» WORK TASK
Only the lines from the opening of the material through the one containing "pub struct RenderItem" should be reproduced, each exactly as it stands.

» DATA TO PROCESS
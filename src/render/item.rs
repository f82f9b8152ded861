//! Derived per-item render records.

use super::picking::PickColor;
use crate::util::{Vec2, Vec3};

/// Drawable record derived from one data item. Rebuilt wholesale, never patched.
#[derive(Debug, Clone, PartialEq)]
pub struct RenderItem {
    /// Position in the flattened item array; also the picking index
    pub index: usize,
    /// (row, column) of the source data item
    pub source: (usize, usize),
    pub value: f32,
    /// Source position on the area
    pub position: Vec2,
    /// Scene-space translation of the item base
    pub translation: Vec3,
    /// Value divided by the height normalizer
    pub height: f32,
    pub label: String,
    /// False for negative values or positions outside the area
    pub valid: bool,
    pub selection_color: PickColor,
}

impl RenderItem {
    /// Valid and with a non-zero height.
    pub fn is_drawable(&self) -> bool {
        self.valid && self.height != 0.0
    }

    /// Text shown by the label pass.
    pub fn label_text(&self) -> String {
        if self.label.is_empty() {
            format!("{}", self.value)
        } else {
            self.label.clone()
        }
    }
}
//! Draw-list builders for the frame passes.
//!
//! Every pass of a frame shares one [`FrameContext`]: the same projection,
//! view, light and per-item model matrices. Only the program and the
//! uniforms that differ per pass change here.

use super::adjust::AxisScaling;
use super::backend::{DrawCall, LabelPlacement, MeshSlot, ObjectUniforms, ProgramId, TextureId};
use super::cache::RenderItemCache;
use super::item::RenderItem;
use super::shadow::ShadowQuality;
use super::theme::{LabelTransparency, Theme};
use super::{DEPTH_FAR, DEPTH_FOV, DEPTH_NEAR, DISTANCE_MOD, Z_COMP};
use crate::camera::{wgpu_projection, CameraModel};
use crate::util::{normal_matrix, Mat4, Vec3, ViewportRect};

/// Transforms shared by all passes of one frame.
#[derive(Debug, Clone)]
pub(super) struct FrameContext {
    pub projection: Mat4,
    pub view: Mat4,
    pub light_position: Vec3,
    pub scaling: AxisScaling,
    pub y_adjustment: f32,
    pub scale_factor: f32,
    pub shadow_quality: ShadowQuality,
    /// Light-space projection * view; `None` without shadows
    pub depth_view_projection: Option<Mat4>,
    pub viewport: ViewportRect,
}

impl FrameContext {
    pub fn new(
        camera: &CameraModel,
        cache: &RenderItemCache,
        scaling: AxisScaling,
        viewport: ViewportRect,
        auto_scale: f32,
        shadow_quality: ShadowQuality,
    ) -> Self {
        let aspect = viewport.aspect();
        let y_adjustment = cache.y_adjustment();

        let depth_view_projection = shadow_quality.is_enabled().then(|| {
            let eye = camera.light_position((DISTANCE_MOD + 1.5) / auto_scale);
            let center = Vec3::new(0.0, -y_adjustment, Z_COMP);
            let projection = wgpu_projection(DEPTH_FOV.to_radians(), aspect, DEPTH_NEAR, DEPTH_FAR);
            projection * look_at(eye, center)
        });

        Self {
            projection: camera.projection_matrix(aspect),
            view: camera.view_matrix(auto_scale),
            light_position: camera.light_position(0.0),
            scaling,
            y_adjustment,
            scale_factor: cache.scale_factor(),
            shadow_quality,
            depth_view_projection,
            viewport,
        }
    }

    pub fn shadows(&self) -> bool {
        self.depth_view_projection.is_some()
    }

    pub fn item_model(&self, item: &RenderItem) -> Mat4 {
        self.scaling.model_matrix(item.translation, item.height, self.y_adjustment)
    }

    fn depth_mvp(&self, model: Mat4) -> Mat4 {
        self.depth_view_projection.map_or(Mat4::IDENTITY, |vp| vp * model)
    }
}

/// Look-at with Y up, switching to Z up when looking straight down.
fn look_at(eye: Vec3, center: Vec3) -> Mat4 {
    let dir = (center - eye).normalize_or_zero();
    let up = if dir.cross(Vec3::Y).length_squared() < 1e-6 { Vec3::Z } else { Vec3::Y };
    Mat4::look_at_rh(eye, center, up)
}

fn mat(m: Mat4) -> [[f32; 4]; 4] {
    m.to_cols_array_2d()
}

/// Items seen from the light, depth only.
pub(super) fn depth_draws(ctx: &FrameContext, cache: &RenderItemCache) -> Vec<DrawCall> {
    cache
        .drawable()
        .map(|item| {
            let model = ctx.item_model(item);
            DrawCall {
                program: ProgramId::Depth,
                mesh: MeshSlot::Item,
                texture: None,
                blend: false,
                uniforms: ObjectUniforms {
                    mvp: mat(ctx.depth_mvp(model)),
                    model: mat(model),
                    ..Default::default()
                },
                item: Some(item.index),
            }
        })
        .collect()
}

/// Items flat-shaded in their identity colors.
pub(super) fn selection_draws(ctx: &FrameContext, cache: &RenderItemCache) -> Vec<DrawCall> {
    cache
        .drawable()
        .map(|item| {
            let model = ctx.item_model(item);
            DrawCall {
                program: ProgramId::Selection,
                mesh: MeshSlot::Item,
                texture: None,
                blend: false,
                uniforms: ObjectUniforms {
                    mvp: mat(ctx.projection * ctx.view * model),
                    model: mat(model),
                    color: item.selection_color.to_vec3().extend(1.0).to_array(),
                    ..Default::default()
                },
                item: Some(item.index),
            }
        })
        .collect()
}

/// Background quad lying flat under the items and covering the area.
pub(super) fn background_draw(
    ctx: &FrameContext,
    cache: &RenderItemCache,
    theme: &Theme,
    texture: TextureId,
    has_alpha: bool,
) -> DrawCall {
    let area = cache.area();
    let model = Mat4::from_translation(Vec3::new(0.0, -ctx.y_adjustment, Z_COMP))
        * Mat4::from_scale(Vec3::new(area.width / ctx.scale_factor, 1.0, area.height / ctx.scale_factor))
        * Mat4::from_rotation_x((-90.0f32).to_radians());

    let light_strength = if ctx.shadows() {
        theme.light_strength / 25.0
    } else {
        theme.light_strength
    };

    DrawCall {
        program: ProgramId::Background { shadows: ctx.shadows() },
        mesh: MeshSlot::Background,
        texture: Some(texture),
        blend: has_alpha,
        uniforms: ObjectUniforms {
            mvp: mat(ctx.projection * ctx.view * model),
            model: mat(model),
            view: mat(ctx.view),
            normal_model: mat(normal_matrix(model)),
            depth_mvp: mat(ctx.depth_mvp(model)),
            light_position: ctx.light_position.extend(0.0).to_array(),
            color: [1.0; 4],
            ambient_strength: theme.ambient_strength * 3.0,
            light_strength,
            shadow_quality: ctx.shadow_quality.shader_factor(),
            _pad: 0.0,
        },
        item: None,
    }
}

/// Lit items; `highlight` gets the theme highlight color and light.
pub(super) fn item_draws(
    ctx: &FrameContext,
    cache: &RenderItemCache,
    theme: &Theme,
    highlight: Option<usize>,
) -> Vec<DrawCall> {
    let program = ProgramId::Item {
        shadows: ctx.shadows(),
        uniform_color: theme.uniform_color,
    };

    cache
        .drawable()
        .map(|item| {
            let model = ctx.item_model(item);
            let (color, mut light_strength) = if highlight == Some(item.index) {
                (Vec3::from(theme.highlight_bar_color), theme.highlight_light_strength)
            } else {
                (theme.item_color(item.height), theme.light_strength)
            };
            if ctx.shadows() {
                light_strength /= 10.0;
            }

            DrawCall {
                program,
                mesh: MeshSlot::Item,
                texture: None,
                blend: false,
                uniforms: ObjectUniforms {
                    mvp: mat(ctx.projection * ctx.view * model),
                    model: mat(model),
                    view: mat(ctx.view),
                    normal_model: mat(ctx.scaling.normal_matrix(item.height)),
                    depth_mvp: mat(ctx.depth_mvp(model)),
                    light_position: ctx.light_position.extend(0.0).to_array(),
                    color: color.extend(1.0).to_array(),
                    ambient_strength: theme.ambient_strength,
                    light_strength,
                    shadow_quality: ctx.shadow_quality.shader_factor(),
                    _pad: 0.0,
                },
                item: Some(item.index),
            }
        })
        .collect()
}

pub(super) fn label_placement(
    ctx: &FrameContext,
    item: &RenderItem,
    transparency: LabelTransparency,
) -> LabelPlacement {
    LabelPlacement {
        view: ctx.view,
        projection: ctx.projection,
        viewport: ctx.viewport,
        position_offset: Vec3::new(0.0, ctx.y_adjustment, Z_COMP),
        rotation: Vec3::ZERO,
        item_height: item.height,
        anchor: ctx.scaling.top_of(item.translation, item.height, ctx.y_adjustment),
        depth_test: false,
        blend: transparency > LabelTransparency::None,
    }
}
//! Background image loading.

use std::path::Path;

use image::{GenericImageView, ImageReader};

use crate::render::BackgroundImage;

/// Image file extensions offered by the open dialog
pub const IMAGE_EXTENSIONS: [&str; 3] = ["png", "jpg", "jpeg"];

/// Decode an image file to RGBA8.
pub fn load_background(path: &Path) -> anyhow::Result<BackgroundImage> {
    let img = ImageReader::open(path)?.decode()?;
    let (width, height) = img.dimensions();
    let has_alpha = img.color().has_alpha();
    let rgba = img.to_rgba8().into_raw();
    log::info!("Loaded background {}x{} from {}", width, height, path.display());
    Ok(BackgroundImage {
        width,
        height,
        rgba,
        has_alpha,
    })
}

» PROBLEM SOLUTION
filename src/render/item.rs
repository f82f9b8152ded861
//! Derived per-item render records.

use super::picking::PickColor;
use crate::util::{Vec2, Vec3};

/// Drawable record derived from one data item. Rebuilt wholesale, never patched.
#[derive(Debug, Clone, PartialEq)]
pub struct RenderItem {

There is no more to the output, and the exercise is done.